What is expected – Copy every line of the following data that includes the string "outcome".

Data for this task –
Content starts
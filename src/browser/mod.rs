pub mod executable;
pub mod launch;
pub mod session;

pub use executable::{ExecutableResolver, LaunchEnvironment, ResolvedExecutable};
pub use session::BrowserSession;
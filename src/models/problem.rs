use std::collections::BTreeSet;

use chrono::{DateTime, NaiveTime, Utc};
use serde::{Deserialize, Serialize};

use crate::error::{Result, ScrapeError};
use crate::models::provider::ProviderKind;

/// 单条约束允许的最大字符数，超过说明章节边界解析出错
pub const MAX_CONSTRAINT_LEN: usize = 200;

/// 登录凭据，只在内存中使用
#[derive(Clone, PartialEq, Eq)]
pub struct Credentials {
    pub identifier: String,
    pub secret: String,
}

impl Credentials {
    pub fn new(identifier: impl Into<String>, secret: impl Into<String>) -> Self {
        Self {
            identifier: identifier.into(),
            secret: secret.into(),
        }
    }
}

impl std::fmt::Debug for Credentials {
    fn fmt(&self, f: &mut std::fmt::Formatter<'_>) -> std::fmt::Result {
        f.debug_struct("Credentials")
            .field("identifier", &self.identifier)
            .field("secret", &"***")
            .finish()
    }
}

/// 题目示例
#[derive(Debug, Clone, PartialEq, Eq, Serialize, Deserialize)]
pub struct ProblemExample {
    /// 示例序号（从 1 开始）
    pub index: u32,
    pub input: String,
    pub output: String,
    #[serde(skip_serializing_if = "Option::is_none")]
    pub explanation: Option<String>,
    #[serde(skip_serializing_if = "Option::is_none")]
    pub image: Option<String>,
}

impl ProblemExample {
    /// 序号为正且输入输出都非空
    pub fn is_valid(&self) -> bool {
        self.index >= 1 && !self.input.trim().is_empty() && !self.output.trim().is_empty()
    }
}

/// 题目约束
#[derive(Debug, Clone, PartialEq, Eq, Serialize, Deserialize)]
pub struct ProblemConstraint {
    pub text: String,
}

impl ProblemConstraint {
    /// 空白或超长文本返回 None
    pub fn new(text: &str) -> Option<Self> {
        let text = text.trim();
        if text.is_empty() || text.chars().count() > MAX_CONSTRAINT_LEN {
            return None;
        }
        Some(Self {
            text: text.to_string(),
        })
    }
}

/// 规范化后的题目记录，引擎唯一的输出
#[derive(Debug, Clone, PartialEq, Eq, Serialize, Deserialize)]
pub struct Problem {
    pub id: String,
    pub slug: String,
    pub url: String,
    pub title: String,
    pub difficulty: String,
    pub topics: BTreeSet<String>,
    #[serde(skip_serializing_if = "Option::is_none")]
    pub description: Option<String>,
    #[serde(skip_serializing_if = "Option::is_none")]
    pub examples: Option<Vec<ProblemExample>>,
    #[serde(skip_serializing_if = "Option::is_none")]
    pub constraints: Option<Vec<ProblemConstraint>>,
    pub is_premium: bool,
    pub provider: ProviderKind,
    /// 当天 00:00 (UTC)
    pub problem_date: DateTime<Utc>,
}

impl Problem {
    pub fn builder(provider: ProviderKind) -> ProblemBuilder {
        ProblemBuilder::new(provider)
    }
}

/// 把任意时刻截断到当天 UTC 零点
pub fn day_start_utc(at: DateTime<Utc>) -> DateTime<Utc> {
    at.date_naive().and_time(NaiveTime::MIN).and_utc()
}

/// 构建 Problem 并保证不变量
#[derive(Debug, Clone)]
pub struct ProblemBuilder {
    provider: ProviderKind,
    id: String,
    slug: String,
    url: String,
    title: String,
    difficulty: String,
    topics: BTreeSet<String>,
    description: Option<String>,
    examples: Vec<ProblemExample>,
    constraints: Vec<ProblemConstraint>,
    is_premium: bool,
    problem_date: DateTime<Utc>,
}

impl ProblemBuilder {
    pub fn new(provider: ProviderKind) -> Self {
        Self {
            provider,
            id: String::new(),
            slug: String::new(),
            url: String::new(),
            title: String::new(),
            difficulty: String::new(),
            topics: BTreeSet::new(),
            description: None,
            examples: Vec::new(),
            constraints: Vec::new(),
            is_premium: false,
            problem_date: Utc::now(),
        }
    }

    pub fn identity(mut self, id: impl Into<String>, slug: impl Into<String>, url: impl Into<String>) -> Self {
        self.id = id.into();
        self.slug = slug.into();
        self.url = url.into();
        self
    }

    pub fn title(mut self, title: impl Into<String>) -> Self {
        self.title = title.into();
        self
    }

    pub fn difficulty(mut self, difficulty: impl Into<String>) -> Self {
        self.difficulty = difficulty.into();
        self
    }

    pub fn topics<I, S>(mut self, topics: I) -> Self
    where
        I: IntoIterator<Item = S>,
        S: AsRef<str>,
    {
        self.topics.extend(
            topics
                .into_iter()
                .map(|t| t.as_ref().trim().to_string())
                .filter(|t| !t.is_empty()),
        );
        self
    }

    pub fn description(mut self, description: Option<String>) -> Self {
        self.description = description.filter(|d| !d.trim().is_empty());
        self
    }

    pub fn examples(mut self, examples: Vec<ProblemExample>) -> Self {
        self.examples = examples.into_iter().filter(ProblemExample::is_valid).collect();
        self
    }

    pub fn constraints(mut self, constraints: Vec<ProblemConstraint>) -> Self {
        self.constraints = constraints;
        self
    }

    pub fn premium(mut self, is_premium: bool) -> Self {
        self.is_premium = is_premium;
        self
    }

    /// 题目日期，会被截断到 UTC 零点
    pub fn date(mut self, at: DateTime<Utc>) -> Self {
        self.problem_date = at;
        self
    }

    pub fn build(self) -> Result<Problem> {
        if self.id.trim().is_empty() || self.slug.trim().is_empty() {
            return Err(ScrapeError::invalid_problem_url(self.url));
        }
        if self.title.trim().is_empty() {
            return Err(ScrapeError::RequiredTextMissing {
                selector: "title".to_string(),
            });
        }

        Ok(Problem {
            id: self.id,
            slug: self.slug,
            url: self.url,
            title: self.title.trim().to_string(),
            difficulty: self.difficulty,
            topics: self.topics,
            description: self.description,
            examples: Some(self.examples).filter(|e| !e.is_empty()),
            constraints: Some(self.constraints).filter(|c| !c.is_empty()),
            is_premium: self.is_premium,
            provider: self.provider,
            problem_date: day_start_utc(self.problem_date),
        })
    }
}

#[cfg(test)]
mod tests {
    use super::*;
    use chrono::{TimeZone, Timelike};

    fn sample_builder() -> ProblemBuilder {
        Problem::builder(ProviderKind::LeetCode)
            .identity("two-sum", "two-sum", "https://leetcode.com/problems/two-sum/")
            .title("Two Sum")
            .difficulty("Easy")
    }

    #[test]
    fn test_problem_date_is_midnight_utc() {
        let at = Utc.with_ymd_and_hms(2024, 3, 9, 23, 59, 58).unwrap();
        let problem = sample_builder().date(at).build().unwrap();
        assert_eq!(problem.problem_date.hour(), 0);
        assert_eq!(problem.problem_date.minute(), 0);
        assert_eq!(problem.problem_date.second(), 0);
        assert_eq!(problem.problem_date.nanosecond(), 0);
        assert_eq!(problem.problem_date.date_naive(), at.date_naive());
    }

    #[test]
    fn test_empty_topics_are_dropped() {
        let problem = sample_builder()
            .topics(["Array", "", "  ", "Hash Table", "Array"])
            .build()
            .unwrap();
        assert_eq!(problem.topics.len(), 2);
        assert!(problem.topics.iter().all(|t| !t.is_empty()));
    }

    #[test]
    fn test_empty_identity_is_rejected() {
        let result = Problem::builder(ProviderKind::GeeksForGeeks)
            .identity("", "", "https://example.com/")
            .title("x")
            .build();
        assert!(matches!(result, Err(ScrapeError::InvalidProblemUrl { .. })));
    }

    #[test]
    fn test_invalid_examples_are_filtered() {
        let examples = vec![
            ProblemExample {
                index: 1,
                input: "a = 1".into(),
                output: "2".into(),
                explanation: None,
                image: None,
            },
            ProblemExample {
                index: 2,
                input: "a = 2".into(),
                output: " ".into(),
                explanation: None,
                image: None,
            },
        ];
        let problem = sample_builder().examples(examples).build().unwrap();
        assert_eq!(problem.examples.unwrap().len(), 1);
        assert!(problem.constraints.is_none());
    }

    #[test]
    fn test_constraint_length_bound() {
        assert!(ProblemConstraint::new("1 <= n <= 10^5").is_some());
        assert!(ProblemConstraint::new("   ").is_none());
        assert!(ProblemConstraint::new(&"x".repeat(MAX_CONSTRAINT_LEN + 1)).is_none());
    }

    #[test]
    fn test_credentials_debug_redacts_secret() {
        let creds = Credentials::new("alice", "hunter2");
        let debug = format!("{:?}", creds);
        assert!(debug.contains("alice"));
        assert!(!debug.contains("hunter2"));
    }
}
//! GeeksforGeeks 适配器
//!
//! 题面中的示例是 `<strong>Input:</strong> ...` 这样的标签/值结构，没有 "Example N:" 编号

use async_trait::async_trait;
use chrono::Utc;
use tracing::{info, warn};

use crate::config::Config;
use crate::error::{Result, ScrapeError};
use crate::extraction::dom::{non_empty_text, NodeSnapshot};
use crate::extraction::parser::{
    extract_clean_labeled_description, html_to_text, parse_constraints, parse_examples,
    parse_labeled_examples,
};
use crate::infrastructure::navigator::WaitUntil;
use crate::infrastructure::PageDriver;
use crate::models::{Credentials, Difficulty, Problem, ProblemExample, ProviderKind};
use crate::providers::{problem_segments, ProblemIdentity, ProblemProvider};

pub const BASE_URL: &str = "https://www.geeksforgeeks.org";
const LOGIN_URL: &str = "https://auth.geeksforgeeks.org/";
const POTD_PATH: &str = "/problem-of-the-day";
const FALLBACK_LINK_TEXT: &str = "solve problem";

mod selectors {
    pub const LOGIN_USERNAME: &str = r#"input#luser, input[name="user"]"#;
    pub const LOGIN_PASSWORD: &str = r#"input#password, input[name="pass"]"#;
    pub const LOGIN_SUBMIT: &str = r#"button.signin-button, button[type="submit"]"#;
    pub const LOGIN_ERROR: &str = r#".alert-danger, .signin-error, .error-message"#;
    pub const AUTH_SIGNAL: &str = r#"a[href*="logout"], .profile_pic, div[class*="header-main__profile"]"#;

    pub const POTD_CARD_LINK: &str = r#"div[class*="problemOfTheDay"] a[href*="/problems/"], div[class*="potd"] a[href*="/problems/"]"#;
    pub const ANY_LINK: &str = "a[href]";

    pub const TITLE: &str = r#"h3[class*="problems_header_content__title"], div[class*="problems_header_content"] h3"#;
    pub const HEADER_DESCRIPTION: &str = r#"div[class*="problems_header_description"]"#;
    pub const TOPICS: &str = r#"div[class*="problems_tag_container"] a, a[href*="category%5B%5D="]"#;
    pub const CONTENT: &str = r#"div[class*="problems_problem_content"]"#;
}

/// 解析 GeeksforGeeks 题目地址：`/problems/{slug}/{n}`
///
/// 有数字段时 id 为 `{slug}-{n}`，否则为 slug
pub fn parse_problem_url(raw: &str) -> Result<ProblemIdentity> {
    let (_, segments) = problem_segments(raw, BASE_URL)?;
    let slug = segments[0].clone();

    let number = segments
        .get(1)
        .filter(|s| !s.is_empty() && s.chars().all(|c| c.is_ascii_digit()));

    let identity = match number {
        Some(n) => ProblemIdentity {
            id: format!("{}-{}", slug, n),
            url: format!("{}/problems/{}/{}", BASE_URL, slug, n),
            slug,
        },
        None => ProblemIdentity {
            id: slug.clone(),
            url: format!("{}/problems/{}", BASE_URL, slug),
            slug,
        },
    };
    Ok(identity)
}

/// 备用策略：链接文字包含 "Solve Problem" 的题目链接
fn find_solve_link(nodes: &[NodeSnapshot]) -> Option<String> {
    nodes
        .iter()
        .filter(|node| node.text.to_lowercase().contains(FALLBACK_LINK_TEXT))
        .find_map(|node| node.href.clone())
}

/// 示例优先按标签/值解析，没有结果时再尝试带编号的格式
fn parse_problem_examples(content: &str) -> Vec<ProblemExample> {
    let examples = parse_labeled_examples(content);
    if examples.is_empty() {
        parse_examples(content)
    } else {
        examples
    }
}

pub struct GeeksForGeeksProvider {
    driver: PageDriver,
}

impl GeeksForGeeksProvider {
    pub fn new(config: Config) -> Self {
        Self {
            driver: PageDriver::new(config),
        }
    }

    async fn try_login(&mut self, credentials: &Credentials) -> Result<bool> {
        self.driver.new_page().await?;
        self.driver
            .goto(LOGIN_URL, None, WaitUntil::DomContentLoaded)
            .await?;

        self.driver
            .type_into(selectors::LOGIN_USERNAME, &credentials.identifier)
            .await?;
        self.driver
            .type_into(selectors::LOGIN_PASSWORD, &credentials.secret)
            .await?;
        self.driver.click(selectors::LOGIN_SUBMIT).await?;
        self.driver.wait_for_navigation(WaitUntil::DomContentLoaded).await?;

        if self.driver.exists(selectors::LOGIN_ERROR).await? {
            warn!("GeeksforGeeks 登录失败: 用户名或密码错误");
            return Ok(false);
        }
        if !self.driver.exists(selectors::AUTH_SIGNAL).await? {
            warn!("GeeksforGeeks 登录后未检测到用户入口");
            return Ok(false);
        }

        self.driver.set_authenticated(true);
        info!("✓ GeeksforGeeks 登录成功");
        Ok(true)
    }

    /// 优先取每日一题卡片里的题目链接，其次取文字为 "Solve Problem" 的链接
    async fn resolve_potd_link(&self) -> Result<String> {
        if self.driver.exists(selectors::POTD_CARD_LINK).await? {
            let links = self
                .driver
                .elements(selectors::POTD_CARD_LINK, |node| node.href.clone(), 1)
                .await?;
            if let Some(link) = links.into_iter().next() {
                return Ok(link);
            }
        }

        warn!("未找到每日一题卡片，改用 \"Solve Problem\" 链接");
        let nodes = self.driver.snapshots(selectors::ANY_LINK).await?;
        find_solve_link(&nodes).ok_or_else(|| ScrapeError::ElementNotFound {
            selector: selectors::POTD_CARD_LINK.to_string(),
            attempts: 1,
            detail: "页面中没有 \"Solve Problem\" 链接".to_string(),
        })
    }

    async fn try_scrape(&mut self) -> Result<Problem> {
        self.driver.new_page().await?;
        self.driver
            .goto(POTD_PATH, Some(BASE_URL), WaitUntil::NetworkIdle)
            .await?;

        let link = self.resolve_potd_link().await?;
        let identity = parse_problem_url(&link)?;
        info!("📌 今日题目: {}", identity.id);

        self.driver
            .goto(&identity.url, None, WaitUntil::DomContentLoaded)
            .await?;

        let title = self.driver.text(selectors::TITLE, true).await?;
        let header = self.driver.text(selectors::HEADER_DESCRIPTION, false).await?;
        let difficulty = Difficulty::find(&header)
            .map(|d| d.label().to_string())
            .unwrap_or_else(|| Difficulty::normalize_label(&header));
        let topics = self.driver.elements(selectors::TOPICS, non_empty_text, 0).await?;

        let content = html_to_text(&self.driver.html(selectors::CONTENT, true).await?);
        let description = Some(extract_clean_labeled_description(&content)).filter(|d| !d.is_empty());

        Problem::builder(ProviderKind::GeeksForGeeks)
            .identity(identity.id, identity.slug, identity.url)
            .title(title)
            .difficulty(difficulty)
            .topics(topics)
            .description(description)
            .examples(parse_problem_examples(&content))
            .constraints(parse_constraints(&content))
            .premium(false)
            .date(Utc::now())
            .build()
    }
}

#[async_trait]
impl ProblemProvider for GeeksForGeeksProvider {
    fn kind(&self) -> ProviderKind {
        ProviderKind::GeeksForGeeks
    }

    async fn login(&mut self, credentials: &Credentials) -> Result<bool> {
        let result = self.try_login(credentials).await;
        if !matches!(result, Ok(true)) {
            self.driver.close().await;
        }
        result
    }

    async fn scrape_daily_question(&mut self) -> Result<Problem> {
        let result = self.try_scrape().await;
        self.driver.close_on_error(result).await
    }

    async fn close_browser(&mut self) {
        self.driver.close().await;
    }

    fn is_authenticated(&self) -> bool {
        self.driver.is_authenticated()
    }
}

#[cfg(test)]
mod tests {
    use super::*;

    #[test]
    fn test_parse_url_with_numeric_segment() {
        let identity =
            parse_problem_url("https://www.geeksforgeeks.org/problems/kadanes-algorithm-1587115620/1?page=1").unwrap();
        assert_eq!(identity.slug, "kadanes-algorithm-1587115620");
        assert_eq!(identity.id, "kadanes-algorithm-1587115620-1");
        assert_eq!(
            identity.url,
            "https://www.geeksforgeeks.org/problems/kadanes-algorithm-1587115620/1"
        );
    }

    #[test]
    fn test_parse_url_without_numeric_segment() {
        let identity = parse_problem_url("/problems/rotate-array/").unwrap();
        assert_eq!(identity.id, "rotate-array");
        assert_eq!(identity.url, "https://www.geeksforgeeks.org/problems/rotate-array");

        let identity = parse_problem_url("/problems/rotate-array/editorial").unwrap();
        assert_eq!(identity.id, "rotate-array");
    }

    #[test]
    fn test_parse_rejects_non_problem_url() {
        assert!(matches!(
            parse_problem_url("https://www.geeksforgeeks.org/problem-of-the-day"),
            Err(ScrapeError::InvalidProblemUrl { .. })
        ));
    }

    #[test]
    fn test_fallback_link_by_text() {
        let nodes = vec![
            NodeSnapshot {
                text: "Practice".into(),
                html: String::new(),
                href: Some("https://www.geeksforgeeks.org/explore".into()),
            },
            NodeSnapshot {
                text: "  SOLVE PROBLEM ".into(),
                html: String::new(),
                href: Some("https://www.geeksforgeeks.org/problems/rotate-array/1".into()),
            },
        ];
        assert_eq!(
            find_solve_link(&nodes).as_deref(),
            Some("https://www.geeksforgeeks.org/problems/rotate-array/1")
        );
        assert!(find_solve_link(&nodes[..1]).is_none());
    }

    #[test]
    fn test_labeled_examples_from_problem_html() {
        let html = "<p>Given an array arr[], find the maximum.</p>\
            <p><strong>Examples:</strong></p>\
            <pre><strong>Input: </strong>arr[] = [1, 2, 3]\n<strong>Output: </strong>3\n\
            <strong>Explanation: </strong>3 is the largest.</pre>\
            <pre><strong>Input: </strong>arr[] = [7]\n<strong>Output: </strong>7</pre>\
            <p><strong>Constraints:</strong><br>1 ≤ arr.size() ≤ 10<sup>5</sup></p>";
        let content = html_to_text(html);
        let examples = parse_problem_examples(&content);
        assert_eq!(examples.len(), 2);
        assert_eq!(examples[0].index, 1);
        assert_eq!(examples[0].input, "arr[] = [1, 2, 3]");
        assert_eq!(examples[0].output, "3");
        assert_eq!(examples[0].explanation.as_deref(), Some("3 is the largest."));
        assert_eq!(examples[1].index, 2);
        assert_eq!(examples[1].output, "7");

        let constraints = parse_constraints(&content);
        assert_eq!(constraints.len(), 1);
        assert_eq!(constraints[0].text, "1 ≤ arr.size() ≤ 10^5");

        let description = extract_clean_labeled_description(&content);
        assert_eq!(description, "Given an array arr[], find the maximum.");
        assert!(!description.contains("Input:"));
    }
}
use std::time::Duration;

use anyhow::{bail, Context, Result};
use daily_problem_scraper::utils::logging;
use daily_problem_scraper::{Config, Credentials, Problem, ProblemProvider, ProviderAdapter, ProviderFactory};
use tracing::warn;

/// 整个抓取流程的截止时间
const SCRAPE_DEADLINE: Duration = Duration::from_secs(180);
const LOGIN_ID_VAR: &str = "SCRAPER_LOGIN_ID";
const LOGIN_SECRET_VAR: &str = "SCRAPER_LOGIN_SECRET";

#[tokio::main]
async fn main() -> Result<()> {
    // 初始化日志
    logging::init();

    let provider = match std::env::args().nth(1) {
        Some(arg) if arg == "--list" || arg == "-l" => {
            for id in ProviderFactory::list_supported() {
                println!("{}", id);
            }
            return Ok(());
        }
        Some(arg) => arg,
        None => bail!(
            "用法: daily-problem-scraper <provider> | --list\n支持的平台: {}",
            ProviderFactory::list_supported().join(", ")
        ),
    };

    // 加载配置
    let config = Config::from_env();
    let mut adapter = ProviderFactory::create_with_config(&provider, config)?;
    let credentials = credentials_from_env();
    logging::log_scrape_start(adapter.kind(), credentials.is_some());

    let outcome = tokio::time::timeout(SCRAPE_DEADLINE, run(&mut adapter, credentials.as_ref())).await;
    adapter.close_browser().await;

    let problem = match outcome {
        Ok(result) => result?,
        Err(_) => bail!("抓取超过 {:?} 仍未完成", SCRAPE_DEADLINE),
    };

    logging::log_problem_summary(&problem);
    println!("{}", serde_json::to_string_pretty(&problem)?);
    Ok(())
}

async fn run(adapter: &mut ProviderAdapter, credentials: Option<&Credentials>) -> Result<Problem> {
    if let Some(credentials) = credentials {
        let logged_in = adapter.login(credentials).await.context("登录时出错")?;
        if !logged_in {
            warn!("登录未成功，以游客身份继续抓取");
        }
    }

    adapter
        .scrape_daily_question()
        .await
        .context("抓取每日一题失败")
}

fn credentials_from_env() -> Option<Credentials> {
    let identifier = std::env::var(LOGIN_ID_VAR).ok().filter(|v| !v.trim().is_empty())?;
    let secret = std::env::var(LOGIN_SECRET_VAR).ok().filter(|v| !v.is_empty())?;
    Some(Credentials::new(identifier.trim(), secret))
}
//! JS 执行器 - 基础设施层
//!
//! 借用当前页面，只暴露"执行 JS"的能力

use chromiumoxide::Page;
use serde::de::DeserializeOwned;
use serde_json::Value as JsonValue;

use crate::error::Result;

/// JS 执行器
///
/// 不认识任何题目平台，只负责把脚本结果反序列化为 Rust 类型
pub struct JsExecutor<'a> {
    page: &'a Page,
}

impl<'a> JsExecutor<'a> {
    pub fn new(page: &'a Page) -> Self {
        Self { page }
    }

    /// 执行 JS 代码并返回 JSON 结果
    pub async fn eval(&self, js_code: impl Into<String>) -> Result<JsonValue> {
        let result = self.page.evaluate(js_code.into()).await?;
        let json_value = result.into_value()?;
        Ok(json_value)
    }

    /// 执行 JS 代码并反序列化为指定类型
    pub async fn eval_as<T: DeserializeOwned>(&self, js_code: impl Into<String>) -> Result<T> {
        let json_value = self.eval(js_code).await?;
        let typed_value = serde_json::from_value(json_value)?;
        Ok(typed_value)
    }
}

/// 把字符串编码为 JS 字面量（带引号和转义）
pub fn js_string_literal(value: &str) -> String {
    JsonValue::String(value.to_string()).to_string()
}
Content ends
Output below –
    let outcome = tokio::time::timeout(SCRAPE_DEADLINE, run(&mut adapter, credentials.as_ref())).await;
    let problem = match outcome {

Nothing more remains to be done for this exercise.